Die Baptisten

Geschichte der Baptisten in Deutschland

Historisch und konfessionskundliche Einordnung

Obwohl die Geschichte der Baptistengemeinden in Deutschland nur etwa 175 Jahre umfasst, gehen ihre Wurzeln bis in die Täuferbewegung der Reformationszeit zurück.

Die Vielfalt der im 16. Jh. vorgenommenen Kirchenreformen ist ziemlich verwirrend. Über die "eigentlichen Reformbewegungen" hinaus - lutherische, reformierte, anglikanische und katholische -, gab es Bestrebungen, die nicht zur offiziellen Anerkennung gelangten, aber in ihrer Wirkung nicht weniger bedeutsam waren.

Es gab schon damals entschiedene Christen, die aufgrund ihres Bibelstudiums eine Weiterführung dieser Reformen wünschten.

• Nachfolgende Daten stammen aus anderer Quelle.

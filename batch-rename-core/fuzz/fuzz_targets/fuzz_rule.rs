#![no_main]

use batch_rename_core::{split_name, RenameMode, RenameRule};
use libfuzzer_sys::fuzz_target;

fuzz_target!(|data: &[u8]| {
    let input = String::from_utf8_lossy(data);
    let mut parts = input.splitn(3, '\n');
    let name: String = parts.next().unwrap_or_default().chars().take(100).collect();
    let match_text = parts.next().unwrap_or_default();
    let replacement_text = parts.next().unwrap_or_default();

    let (_, extension) = split_name(&name);

    for mode in RenameMode::ALL {
        let rule = RenameRule {
            mode,
            match_text: match_text.to_string(),
            replacement_text: replacement_text.to_string(),
        };
        let proposed = rule.apply(&name);
        assert!(proposed.ends_with(extension));
    }
});
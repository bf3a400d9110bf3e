use tracing_subscriber::{layer::SubscriberExt, util::SubscriberInitExt, EnvFilter};

/// Environment variable holding a tracing filter directive, e.g. `batch_rename_core=debug`
pub const LOG_ENV: &str = "BATCH_RENAME_LOG";

/// Filter directive for a `-v` count when `BATCH_RENAME_LOG` is unset
pub fn default_directive(verbose: u8) -> &'static str {
    match verbose {
        0 => "warn",
        1 => "info",
        2 => "debug",
        _ => "trace",
    }
}

/// Install the stderr subscriber.
///
/// Stdout is left alone so JSON output stays machine readable.
pub fn init_logging(verbose: u8, use_color: bool) {
    let env_filter = EnvFilter::try_from_env(LOG_ENV)
        .unwrap_or_else(|_| EnvFilter::new(default_directive(verbose)));

    let result = tracing_subscriber::registry()
        .with(env_filter)
        .with(
            tracing_subscriber::fmt::layer()
                .with_writer(std::io::stderr)
                .with_ansi(use_color)
                .with_target(verbose > 1),
        )
        .try_init();

    if let Err(e) = result {
        eprintln!("Warning: failed to initialize logging: {e}");
    }
}
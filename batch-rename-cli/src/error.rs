use batch_rename_core::{ListError, SessionError};
use thiserror::Error;

/// Outcomes that end the process with a specific exit code
#[derive(Debug, Error)]
pub enum CliError {
    #[error("{failed} of {total} renames failed")]
    RenamesFailed { failed: usize, total: usize },

    #[error("{0} destination conflicts in plan")]
    Conflicts(usize),

    #[error("Invalid input: {0}")]
    InvalidInput(String),
}

impl CliError {
    pub fn exit_code(&self) -> i32 {
        match self {
            Self::RenamesFailed { .. } | Self::Conflicts(_) => 1,
            Self::InvalidInput(_) => 2,
        }
    }
}

/// Exit code for an error returned by a command handler
pub fn exit_code(error: &anyhow::Error) -> i32 {
    if let Some(cli_error) = error.downcast_ref::<CliError>() {
        return cli_error.exit_code();
    }

    let listing_failed = error
        .chain()
        .any(|cause| cause.is::<ListError>() || cause.is::<SessionError>());
    if listing_failed {
        2
    } else {
        3
    }
}
use anyhow::Result;
use batch_rename_core::preview::render_preview_with_fixed_width;
use batch_rename_core::{
    apply_operation, render_failures, ApplyOptions, ListOptions, OutputFormatter, PlanResult,
    Preview, RenameRule,
};
use std::io::{self, BufRead, Write};
use std::path::Path;

use crate::cli::OutputFormat;
use crate::error::CliError;
use crate::plan::print_block;

#[allow(clippy::too_many_arguments)]
pub fn handle_apply(
    folder: &Path,
    options: &ListOptions,
    rule: &RenameRule,
    preview: Option<Preview>,
    fixed_table_width: bool,
    apply_options: &ApplyOptions,
    yes: bool,
    use_color: bool,
    output: OutputFormat,
) -> Result<()> {
    let result = apply_operation(folder, options, rule, apply_options, |plan| {
        if output == OutputFormat::Summary {
            if let Some(format) = preview {
                print_block(&render_preview_with_fixed_width(
                    &plan.previews,
                    &plan.rule,
                    Some(plan.folder.as_path()),
                    format,
                    Some(use_color),
                    fixed_table_width,
                ));
            }
            print!("{}", plan.format_summary());
        }

        if !plan.conflicts.is_empty() {
            eprintln!(
                "Warning: {} files share a destination and will be skipped",
                plan.conflicts.iter().map(|c| c.sources.len()).sum::<usize>()
            );
        }

        if yes {
            return Ok(true);
        }
        confirm(plan)
    })?;

    match output {
        OutputFormat::Json => println!("{}", result.format_json()),
        OutputFormat::Summary => {
            print!("{}", result.format_summary());
            print_block(&render_failures(
                &result.report,
                Some(result.folder.as_path()),
                use_color,
            ));
        },
    }

    if !result.all_succeeded() {
        return Err(CliError::RenamesFailed {
            failed: result.report.failed,
            total: result.report.outcomes.len(),
        }
        .into());
    }
    Ok(())
}

fn confirm(plan: &PlanResult) -> Result<bool> {
    confirm_with_input(&mut io::stdin().lock(), plan.stats.changed)
}

/// Ask on stderr whether to rename `count` files. Anything but yes declines,
/// including end of input.
pub fn confirm_with_input<R: BufRead>(reader: &mut R, count: usize) -> Result<bool> {
    eprint!("Rename {count} files? [y/N]: ");
    io::stderr().flush()?;

    let mut input = String::new();
    reader.read_line(&mut input)?;
    let choice = input.trim().to_lowercase();

    Ok(matches!(choice.as_str(), "y" | "yes"))
}

#[cfg(test)]
mod tests {
    use super::*;

    #[test]
    fn test_confirm_accepts_yes() {
        assert!(confirm_with_input(&mut &b"y\n"[..], 2).unwrap());
        assert!(confirm_with_input(&mut &b"YES\n"[..], 2).unwrap());
    }

    #[test]
    fn test_confirm_declines_by_default() {
        assert!(!confirm_with_input(&mut &b"\n"[..], 2).unwrap());
        assert!(!confirm_with_input(&mut &b"n\n"[..], 2).unwrap());
        assert!(!confirm_with_input(&mut &b"maybe\n"[..], 2).unwrap());
    }

    #[test]
    fn test_confirm_declines_on_end_of_input() {
        assert!(!confirm_with_input(&mut &b""[..], 2).unwrap());
    }
}
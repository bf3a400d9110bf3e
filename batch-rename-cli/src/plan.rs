use anyhow::Result;
use batch_rename_core::{plan_operation, ListOptions, OutputFormatter, Preview, RenameRule};
use std::path::Path;

use crate::cli::OutputFormat;
use crate::error::CliError;

#[allow(clippy::too_many_arguments)]
pub fn handle_plan(
    folder: &Path,
    options: &ListOptions,
    rule: &RenameRule,
    preview: Option<Preview>,
    fixed_table_width: bool,
    use_color: bool,
    output: OutputFormat,
) -> Result<()> {
    // Validate that --fixed-table-width is only used with table preview
    if fixed_table_width && preview.is_some() && preview != Some(Preview::Table) {
        return Err(CliError::InvalidInput(
            "--fixed-table-width can only be used with --preview table".to_string(),
        )
        .into());
    }

    let (result, preview_content) =
        plan_operation(folder, options, rule, preview, fixed_table_width, use_color)?;

    match output {
        OutputFormat::Json => println!("{}", result.format_json()),
        OutputFormat::Summary => {
            if let Some(content) = preview_content {
                print_block(&content);
            }
            print!("{}", result.format_summary());
        },
    }

    if !result.conflicts.is_empty() {
        return Err(CliError::Conflicts(result.conflicts.len()).into());
    }
    Ok(())
}

/// Print rendered output, adding the trailing newline tables leave off
pub fn print_block(content: &str) {
    if content.is_empty() {
        return;
    }
    if content.ends_with('\n') {
        print!("{content}");
    } else {
        println!("{content}");
    }
}
#![warn(clippy::pedantic)]
#![warn(clippy::nursery)]
#![allow(clippy::must_use_candidate)]
#![allow(clippy::missing_const_for_fn)]
#![allow(clippy::uninlined_format_args)]
#![allow(clippy::option_if_let_else)]
#![allow(clippy::module_name_repetitions)]
#![allow(clippy::missing_errors_doc)]
#![allow(clippy::missing_panics_doc)]

pub mod config;
pub mod error;
pub mod executor;
pub mod lister;
pub mod operations;
pub mod output;
pub mod planner;
pub mod preview;
pub mod rule;
pub mod session;

pub use config::Config;
pub use error::{ListError, SessionError};
pub use executor::{apply, apply_batch, ApplyOptions, ApplyReport, FailureKind, RenameOutcome};
pub use lister::{list_files, list_files_with, FileEntry, ListOptions};
pub use operations::{apply_operation, list_operation, plan_operation};
pub use output::{
    ApplyResult, ListResult, OutputFormat, OutputFormatter, PlanResult, VersionResult,
};
pub use planner::{
    find_conflicts, pending_operations, plan, Conflict, PreviewStats, RenameOperation,
    RenamePreviewEntry,
};
pub use preview::{render_failures, render_preview, Preview};
pub use rule::{split_name, RenameMode, RenameRule};
pub use session::Session;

Ihnen ging es darum, dass der einzelne Mensch Vergebung seiner Sünden empfängt, und dass Gläubige in Gemeinden gesammelt werden. Die Täufer wären undenkbar ohne die vorausgegangene Reformation von Luther - besonders hinsichtlich der Betonung der Rechtfertigung aus Gnaden -, von Zwingli - besonders durch sein Interesse an einer geistlichen Religion ohne Zeremonien - oder von Erasmus von Rotterdam - der eine radikale Rückkehr zu den biblischen Grundlagen forderte. Grundsätze der Täufer waren u.a.:

- das Leben in der Christusnachfolge (mit der Betonung des freien Willens des Menschen); - die Allgemeingültigkeit des Evangeliums (alle haben die Möglichkeit der Rettung); und

- die Gemeinde (als Gemeinschaftsbezug der Nachfolge Jesu).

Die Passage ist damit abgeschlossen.